Mikumi National Park is the fourth largest park in Tanzania covering an area of 3,230 sq kms (1,225 sq miles). It lies to the west of Dar es Salaam and is easily accessed from the city being on the main Mororgoro and Iringa road and is an easy 4 hour drive from Dar es Salaam. The main road runs through the park.
Located between the Uluguru Mountains and the Lumango range, Mikumi National Park has a wide variety of wildlife that is easy to spot and well acclimatised to game viewing. Its proximity to Dar es Salaam and the amount of wildlife that live within its borders makes Mikumi National Park a popular option for weekend visitors from the city, or for business visitors who don’t have long to spend on an extended safari itinerary.
The road continues to Ruaha National Park, another great park in Tanzania.
Mikumi is stunning in the early morning and late afternoons when its panoramic views are enhanced by the light and its wildlife is at its most active. Game drives around the Kisingura Circuit, Hippo Pools and Vuma Hill are among the most rewarding.
The open horizons and abundant wildlife of the Mkata Floodplain, the most visited part of the park, draws frequent comparisons to the more famous Serengeti plains. Criss crossed by a good circuit of roads, the Mkata Floodplain is perhaps the most reliable place in Tanzania for eland, the worlds largest antelope. Greater kudu and sable antelope live in the miombo (mostly brachystegia trees) covered foothills of the mountains that border the parks.

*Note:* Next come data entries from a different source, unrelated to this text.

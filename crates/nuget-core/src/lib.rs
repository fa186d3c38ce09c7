#![deny(clippy::all)]
#![warn(clippy::pedantic)]
#![allow(clippy::module_name_repetitions)]
#![allow(clippy::missing_errors_doc)]
#![allow(clippy::too_many_lines)]
#![allow(clippy::needless_pass_by_value)]
#![allow(clippy::return_self_not_must_use)]

pub mod config;
pub mod error;
pub mod paths;
pub mod pkg;
pub mod project;
pub mod version;

pub use config::Config;
pub use error::Error;
pub use project::{
    classify_path, why_for_file, ProjectEvaluator, ProjectFileEvaluator, ProjectInfo,
    ProjectInput,
};
pub use version::VERSION;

Other trees that occur in the park and are not to be missed are the giant Baobabs especially one in the south of the park which is considered to be the largest in the area. Hyphaene and Borassus palms are dotted through the park and along the water courses. Mikumi is the Swahili word for the borassus palm. Look for the sclerocarya whose fruit is favoured by elephant.
Lions, giraffe, zebra, impala and huge buffalo herds live on the open grass plains, the woodlands and rocky outcrops. Mikumi is also known for the ebony trees (used to make woodwind instruments such as clarinets) which grow in abundance.

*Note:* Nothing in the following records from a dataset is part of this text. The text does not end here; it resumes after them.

//! `project.assets.json` model.
//!
//! Only the parts needed to rebuild dependency paths are kept: the resolved
//! libraries per target, the project's top-level references and its name.

use super::error::PkgError;
use super::framework::{frameworks_match, short_folder_name, split_target_key};
use serde::Deserialize;
use std::collections::BTreeMap;
use std::path::Path;
use tracing::warn;

/// Version assigned to an assets file that could not be read.
pub const INVALID_ASSETS_FILE_VERSION: i32 = i32::MIN;

/// Default assets file name.
pub const ASSETS_FILE_NAME: &str = "project.assets.json";

/// A resolved library in a target, from a `"<name>/<version>"` entry.
#[derive(Debug, Clone, PartialEq, Eq)]
pub struct AssetsLibrary {
    pub name: String,
    pub version: String,
    /// `package` or `project`.
    pub library_type: String,
    /// Dependency id -> version range.
    pub dependencies: BTreeMap<String, String>,
}

/// Libraries resolved for one framework or framework/RID pair.
#[derive(Debug, Clone, PartialEq, Eq)]
pub struct AssetsTarget {
    /// Framework as written in the assets file.
    pub framework: String,
    pub runtime_identifier: Option<String>,
    pub libraries: Vec<AssetsLibrary>,
}

impl AssetsTarget {
    /// Short folder name of the target framework.
    #[must_use]
    pub fn short_framework(&self) -> String {
        short_folder_name(&self.framework)
    }

    /// Find a library by id, case-insensitively.
    #[must_use]
    pub fn library(&self, id: &str) -> Option<&AssetsLibrary> {
        self.libraries
            .iter()
            .find(|l| l.name.eq_ignore_ascii_case(id))
    }
}

/// A project framework from `project.frameworks`.
#[derive(Debug, Clone, PartialEq, Eq)]
pub struct ProjectFramework {
    pub name: String,
    /// Directly referenced package ids.
    pub dependencies: Vec<String>,
}

/// Parsed `project.assets.json`.
#[derive(Debug, Clone, PartialEq, Eq)]
pub struct AssetsFile {
    pub version: i32,
    pub targets: Vec<AssetsTarget>,
    /// Framework -> `"<id> >= <version>"` style entries.
    pub project_file_dependency_groups: BTreeMap<String, Vec<String>>,
    pub project_name: Option<String>,
    pub project_path: Option<String>,
    pub frameworks: Vec<ProjectFramework>,
}

#[derive(Deserialize)]
#[serde(rename_all = "camelCase")]
struct AssetsJson {
    #[serde(default)]
    version: i32,
    #[serde(default)]
    targets: BTreeMap<String, BTreeMap<String, LibraryJson>>,
    #[serde(default)]
    project_file_dependency_groups: BTreeMap<String, Vec<String>>,
    #[serde(default)]
    project: Option<ProjectJson>,
}

#[derive(Deserialize)]
struct LibraryJson {
    #[serde(rename = "type", default)]
    library_type: String,
    #[serde(default)]
    dependencies: BTreeMap<String, String>,
}

#[derive(Deserialize)]
struct ProjectJson {
    #[serde(default)]
    restore: Option<RestoreJson>,
    #[serde(default)]
    frameworks: BTreeMap<String, FrameworkJson>,
}

#[derive(Deserialize)]
#[serde(rename_all = "camelCase")]
struct RestoreJson {
    #[serde(default)]
    project_name: Option<String>,
    #[serde(default)]
    project_path: Option<String>,
}

#[derive(Deserialize)]
struct FrameworkJson {
    #[serde(default)]
    dependencies: BTreeMap<String, serde_json::Value>,
}

impl AssetsFile {
    /// Read an assets file, logging and returning a placeholder with
    /// version [`INVALID_ASSETS_FILE_VERSION`] on failure.
    #[must_use]
    pub fn read(path: &Path) -> Self {
        match Self::read_from(path) {
            Ok(assets) => assets,
            Err(e) => {
                warn!(path = %path.display(), error = %e, "Failed to read assets file");
                Self::invalid()
            }
        }
    }

    /// Read an assets file.
    ///
    /// # Errors
    /// Returns `PKG_ASSETS_INVALID` if the file cannot be read or parsed.
    pub fn read_from(path: &Path) -> Result<Self, PkgError> {
        let content = nuget_util::fs::read_to_string_lossy(path)
            .map_err(|e| PkgError::assets_invalid(path, e))?;
        Self::from_json(&content).map_err(|e| PkgError::assets_invalid(path, e))
    }

    /// Parse assets JSON.
    ///
    /// # Errors
    /// Returns the JSON error on malformed input.
    pub fn from_json(json: &str) -> Result<Self, serde_json::Error> {
        let parsed: AssetsJson = serde_json::from_str(json)?;

        let targets = parsed
            .targets
            .into_iter()
            .map(|(key, libraries)| {
                let (framework, rid) = split_target_key(&key);
                AssetsTarget {
                    framework: framework.to_string(),
                    runtime_identifier: rid.map(str::to_string),
                    libraries: libraries
                        .into_iter()
                        .map(|(name_version, library)| {
                            let (name, version) = name_version
                                .split_once('/')
                                .unwrap_or((name_version.as_str(), ""));
                            AssetsLibrary {
                                name: name.to_string(),
                                version: version.to_string(),
                                library_type: library.library_type,
                                dependencies: library.dependencies,
                            }
                        })
                        .collect(),
                }
            })
            .collect();

        let (project_name, project_path, frameworks) = match parsed.project {
            Some(project) => {
                let (name, path) = project
                    .restore
                    .map(|r| (r.project_name, r.project_path))
                    .unwrap_or_default();
                let frameworks = project
                    .frameworks
                    .into_iter()
                    .map(|(name, fw)| ProjectFramework {
                        name,
                        dependencies: fw.dependencies.into_keys().collect(),
                    })
                    .collect();
                (name, path, frameworks)
            }
            None => (None, None, Vec::new()),
        };

        Ok(Self {
            version: parsed.version,
            targets,
            project_file_dependency_groups: parsed.project_file_dependency_groups,
            project_name,
            project_path,
            frameworks,
        })
    }

    fn invalid() -> Self {
        Self {
            version: INVALID_ASSETS_FILE_VERSION,
            targets: Vec::new(),
            project_file_dependency_groups: BTreeMap::new(),
            project_name: None,
            project_path: None,
            frameworks: Vec::new(),
        }
    }

    /// True for the placeholder returned when reading failed.
    #[must_use]
    pub fn is_invalid(&self) -> bool {
        self.version == INVALID_ASSETS_FILE_VERSION
    }

    /// Targets without a runtime identifier.
    pub fn framework_targets(&self) -> impl Iterator<Item = &AssetsTarget> {
        self.targets
            .iter()
            .filter(|t| t.runtime_identifier.is_none())
    }

    /// Ids the project references directly for `framework`.
    ///
    /// Taken from `projectFileDependencyGroups` (the id is the first token of
    /// each entry), falling back to `project.frameworks[..].dependencies`.
    #[must_use]
    pub fn top_level_dependencies(&self, framework: &str) -> Vec<String> {
        let from_groups = self
            .project_file_dependency_groups
            .iter()
            .find(|(fw, _)| frameworks_match(fw, framework));
        if let Some((_, entries)) = from_groups {
            return entries
                .iter()
                .filter_map(|entry| entry.split_whitespace().next())
                .map(str::to_string)
                .collect();
        }

        self.frameworks
            .iter()
            .find(|fw| frameworks_match(&fw.name, framework))
            .map(|fw| fw.dependencies.clone())
            .unwrap_or_default()
    }
}

#[cfg(test)]
mod tests {
    use super::*;
    use crate::pkg::error::codes;

    const ASSETS: &str = r#"{
      "version": 3,
      "targets": {
        ".NETCoreApp,Version=v8.0": {
          "A/1.0.0": { "type": "package", "dependencies": { "B": "2.0.0" } },
          "B/2.0.0": { "type": "package", "compile": { "lib/net8.0/B.dll": {} } }
        },
        ".NETCoreApp,Version=v8.0/win-x64": {
          "A/1.0.0": { "type": "package" }
        }
      },
      "projectFileDependencyGroups": {
        ".NETCoreApp,Version=v8.0": [ "A >= 1.0.0" ]
      },
      "project": {
        "restore": { "projectName": "App", "projectPath": "/src/App/App.csproj" },
        "frameworks": {
          "net8.0": { "dependencies": { "A": { "target": "Package", "version": "[1.0.0, )" } } },
          "net472": { "dependencies": { "C": { "target": "Package", "version": "[1.0.0, )" } } }
        }
      }
    }"#;

    #[test]
    fn test_parse_assets() {
        let assets = AssetsFile::from_json(ASSETS).unwrap();
        assert_eq!(assets.version, 3);
        assert_eq!(assets.project_name.as_deref(), Some("App"));
        assert_eq!(assets.targets.len(), 2);

        let net8: Vec<_> = assets.framework_targets().collect();
        assert_eq!(net8.len(), 1);
        assert_eq!(net8[0].short_framework(), "net8.0");

        let a = net8[0].library("a").unwrap();
        assert_eq!(a.version, "1.0.0");
        assert_eq!(a.library_type, "package");
        assert_eq!(a.dependencies["B"], "2.0.0");
    }

    #[test]
    fn test_top_level_dependencies() {
        let assets = AssetsFile::from_json(ASSETS).unwrap();
        assert_eq!(assets.top_level_dependencies(".NETCoreApp,Version=v8.0"), ["A"]);
        // No dependency group for net472, so project.frameworks is used.
        assert_eq!(assets.top_level_dependencies(".NETFramework,Version=v4.7.2"), ["C"]);
        assert!(assets.top_level_dependencies("net6.0").is_empty());
    }

    #[test]
    fn test_read_failure_returns_sentinel() {
        let dir = tempfile::tempdir().unwrap();
        let path = dir.path().join(ASSETS_FILE_NAME);
        std::fs::write(&path, "{ not json").unwrap();

        assert!(AssetsFile::read(&path).is_invalid());
        let err = AssetsFile::read_from(&path).unwrap_err();
        assert_eq!(err.code(), codes::PKG_ASSETS_INVALID);
    }
}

During the dry season the best wildlife viewing is around the waterholes not only for the herbivores but also their predators – lions and leopards.
It addition to the animals Mikumi over 300 species of birds have been recorded in the park. Eurasion migrants flock to the park from October to April to join the park’s resident inhabitants.

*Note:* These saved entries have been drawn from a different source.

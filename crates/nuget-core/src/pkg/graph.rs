//! Dependency paths to a package, rebuilt from an assets file.
//!
//! For each framework the finder keeps only the packages that can reach the
//! queried package and links them from the project's top-level references
//! down to it. Each package id gets exactly one node per graph, so a package
//! reached along several paths is shared between its parents.

use super::assets::{AssetsFile, AssetsTarget};
use std::collections::{HashMap, HashSet, VecDeque};

/// Index of a node inside its [`DependencyGraph`].
pub type NodeId = usize;

/// A package in a dependency graph.
#[derive(Debug, Clone, PartialEq, Eq)]
pub struct DependencyNode {
    pub id: String,
    pub version: String,
    pub children: Vec<NodeId>,
}

/// Arena of nodes plus the top-level entries.
///
/// Children of a node are unique by case-insensitive id; adding a second
/// child with an id already present is a no-op even if its version differs.
#[derive(Debug, Clone, Default)]
pub struct DependencyGraph {
    nodes: Vec<DependencyNode>,
    roots: Vec<NodeId>,
}

impl DependencyGraph {
    #[must_use]
    pub fn new() -> Self {
        Self::default()
    }

    /// Add a node without linking it.
    pub fn add_node(&mut self, id: impl Into<String>, version: impl Into<String>) -> NodeId {
        self.nodes.push(DependencyNode {
            id: id.into(),
            version: version.into(),
            children: Vec::new(),
        });
        self.nodes.len() - 1
    }

    /// Link `child` under `parent`.
    pub fn add_child(&mut self, parent: NodeId, child: NodeId) {
        let child_id = self.nodes[child].id.to_ascii_lowercase();
        let duplicate = self.nodes[parent]
            .children
            .iter()
            .any(|&c| self.nodes[c].id.to_ascii_lowercase() == child_id);
        if !duplicate {
            self.nodes[parent].children.push(child);
        }
    }

    /// Mark `node` as a top-level entry.
    pub fn add_root(&mut self, node: NodeId) {
        let id = self.nodes[node].id.to_ascii_lowercase();
        if !self
            .roots
            .iter()
            .any(|&r| self.nodes[r].id.to_ascii_lowercase() == id)
        {
            self.roots.push(node);
        }
    }

    #[must_use]
    pub fn node(&self, id: NodeId) -> &DependencyNode {
        &self.nodes[id]
    }

    #[must_use]
    pub fn roots(&self) -> &[NodeId] {
        &self.roots
    }

    #[must_use]
    pub fn len(&self) -> usize {
        self.nodes.len()
    }

    #[must_use]
    pub fn is_empty(&self) -> bool {
        self.nodes.is_empty()
    }

    /// Order-insensitive digest of the graph's shape.
    ///
    /// Two graphs with the same ids (case-insensitive), versions and child
    /// sets hash the same regardless of insertion order. A node reached again
    /// while it is still being hashed contributes a marker instead of
    /// recursing, so cyclic input terminates.
    #[must_use]
    pub fn structural_hash(&self) -> [u8; 32] {
        let node_hashes = self.node_hashes();
        let roots = self.roots.iter().map(|&r| node_hashes[r]).collect();
        nuget_util::hash::combine_unordered(b"graph", roots)
    }

    fn node_tag(&self, node: NodeId) -> Vec<u8> {
        let n = &self.nodes[node];
        format!("node\0{}\0{}", n.id.to_ascii_lowercase(), n.version).into_bytes()
    }

    fn node_hashes(&self) -> Vec<[u8; 32]> {
        const UNVISITED: u8 = 0;
        const ON_PATH: u8 = 1;
        const DONE: u8 = 2;

        let mut hashes = vec![[0u8; 32]; self.nodes.len()];
        let mut state = vec![UNVISITED; self.nodes.len()];

        for start in 0..self.nodes.len() {
            if state[start] != UNVISITED {
                continue;
            }
            state[start] = ON_PATH;
            let mut stack: Vec<(NodeId, usize)> = vec![(start, 0)];

            while let Some(&mut (node, ref mut next)) = stack.last_mut() {
                let children = &self.nodes[node].children;
                if *next < children.len() {
                    let child = children[*next];
                    *next += 1;
                    if state[child] == UNVISITED {
                        state[child] = ON_PATH;
                        stack.push((child, 0));
                    }
                    continue;
                }

                // Children still on the path are back edges.
                let parts = children
                    .iter()
                    .map(|&c| {
                        if state[c] == DONE {
                            hashes[c]
                        } else {
                            let tag = *blake3::hash(&self.node_tag(c)).as_bytes();
                            nuget_util::hash::combine_unordered(b"cycle", vec![tag])
                        }
                    })
                    .collect();
                hashes[node] = nuget_util::hash::combine_unordered(&self.node_tag(node), parts);
                state[node] = DONE;
                stack.pop();
            }
        }
        hashes
    }

    /// Full structural comparison with the same semantics as
    /// [`structural_hash`](Self::structural_hash).
    #[must_use]
    pub fn structurally_equal(&self, other: &Self) -> bool {
        self.structural_hash() == other.structural_hash() && self.canonical() == other.canonical()
    }

    /// Every root-to-node path as a sorted list of `id@version` chains,
    /// stopping at repeated nodes on a path.
    fn canonical(&self) -> Vec<Vec<String>> {
        let mut paths = Vec::new();
        let mut stack: Vec<(NodeId, Vec<NodeId>)> =
            self.roots.iter().map(|&r| (r, vec![r])).collect();

        while let Some((node, path)) = stack.pop() {
            paths.push(
                path.iter()
                    .map(|&n| {
                        let n = &self.nodes[n];
                        format!("{}@{}", n.id.to_ascii_lowercase(), n.version)
                    })
                    .collect(),
            );
            for &child in &self.nodes[node].children {
                if path.contains(&child) {
                    continue;
                }
                let mut next = path.clone();
                next.push(child);
                stack.push((child, next));
            }
        }
        paths.sort();
        paths
    }
}

/// The graph for one framework; `None` when the package is not in it.
#[derive(Debug, Clone)]
pub struct FrameworkGraph {
    /// Short framework name.
    pub framework: String,
    pub graph: Option<DependencyGraph>,
}

/// Build per-framework dependency graphs leading to `target_package`.
///
/// Only targets without a runtime identifier are considered. When
/// `frameworks` is non-empty, only targets whose short name matches one of
/// them (case-insensitively) are included.
///
/// Returns `None` if no considered framework contains the package at all.
#[must_use]
pub fn find_dependency_graphs(
    assets: &AssetsFile,
    target_package: &str,
    frameworks: &[String],
) -> Option<Vec<FrameworkGraph>> {
    let mut found_any = false;
    let mut result = Vec::new();

    for target in assets.framework_targets() {
        let short = target.short_framework();
        if !frameworks.is_empty() && !frameworks.iter().any(|f| f.eq_ignore_ascii_case(&short)) {
            continue;
        }

        let top_level = assets.top_level_dependencies(&target.framework);
        let graph = build_graph(target, &top_level, target_package);
        found_any |= graph.is_some();
        result.push(FrameworkGraph {
            framework: short,
            graph,
        });
    }

    found_any.then_some(result)
}

/// Lower-cased ids of every library that can reach `target`, including it.
fn ids_reaching(target: &AssetsTarget, target_package: &str) -> HashSet<String> {
    let mut dependents: HashMap<String, Vec<String>> = HashMap::new();
    for library in &target.libraries {
        for dep in library.dependencies.keys() {
            dependents
                .entry(dep.to_ascii_lowercase())
                .or_default()
                .push(library.name.to_ascii_lowercase());
        }
    }

    let start = target_package.to_ascii_lowercase();
    let mut reaching = HashSet::from([start.clone()]);
    let mut queue = VecDeque::from([start]);
    while let Some(id) = queue.pop_front() {
        for parent in dependents.get(&id).into_iter().flatten() {
            if reaching.insert(parent.clone()) {
                queue.push_back(parent.clone());
            }
        }
    }
    reaching
}

fn build_graph(
    target: &AssetsTarget,
    top_level: &[String],
    target_package: &str,
) -> Option<DependencyGraph> {
    target.library(target_package)?;

    let reaching = ids_reaching(target, target_package);
    let target_key = target_package.to_ascii_lowercase();

    let mut graph = DependencyGraph::new();
    let mut nodes: HashMap<String, NodeId> = HashMap::new();
    let mut stack: Vec<NodeId> = Vec::new();

    let mut node_for = |graph: &mut DependencyGraph, stack: &mut Vec<NodeId>, id: &str| -> NodeId {
        let key = id.to_ascii_lowercase();
        if let Some(&existing) = nodes.get(&key) {
            return existing;
        }
        let (name, version) = match target.library(id) {
            Some(library) => (library.name.as_str(), library.version.as_str()),
            None => (id, ""),
        };
        let node = graph.add_node(name, version);
        nodes.insert(key, node);
        stack.push(node);
        node
    };

    for id in top_level {
        if reaching.contains(&id.to_ascii_lowercase()) {
            let root = node_for(&mut graph, &mut stack, id);
            graph.add_root(root);
        }
    }

    while let Some(node) = stack.pop() {
        let id = graph.node(node).id.clone();
        if id.eq_ignore_ascii_case(&target_key) {
            continue;
        }
        let Some(library) = target.library(&id) else {
            continue;
        };
        for dep in library.dependencies.keys() {
            if reaching.contains(&dep.to_ascii_lowercase()) {
                let child = node_for(&mut graph, &mut stack, dep);
                graph.add_child(node, child);
            }
        }
    }

    if graph.roots().is_empty() {
        None
    } else {
        Some(graph)
    }
}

For the past decade Anglia University together with the Darwin trust have been doing research on the olive baboons while updating records on the other animals and vegetation of this park.
The best time to visit is during the dry season from June to February. The short rains in November and December can make travel in the park difficult. Though the grass is long in June and July it is not considered a deterrent.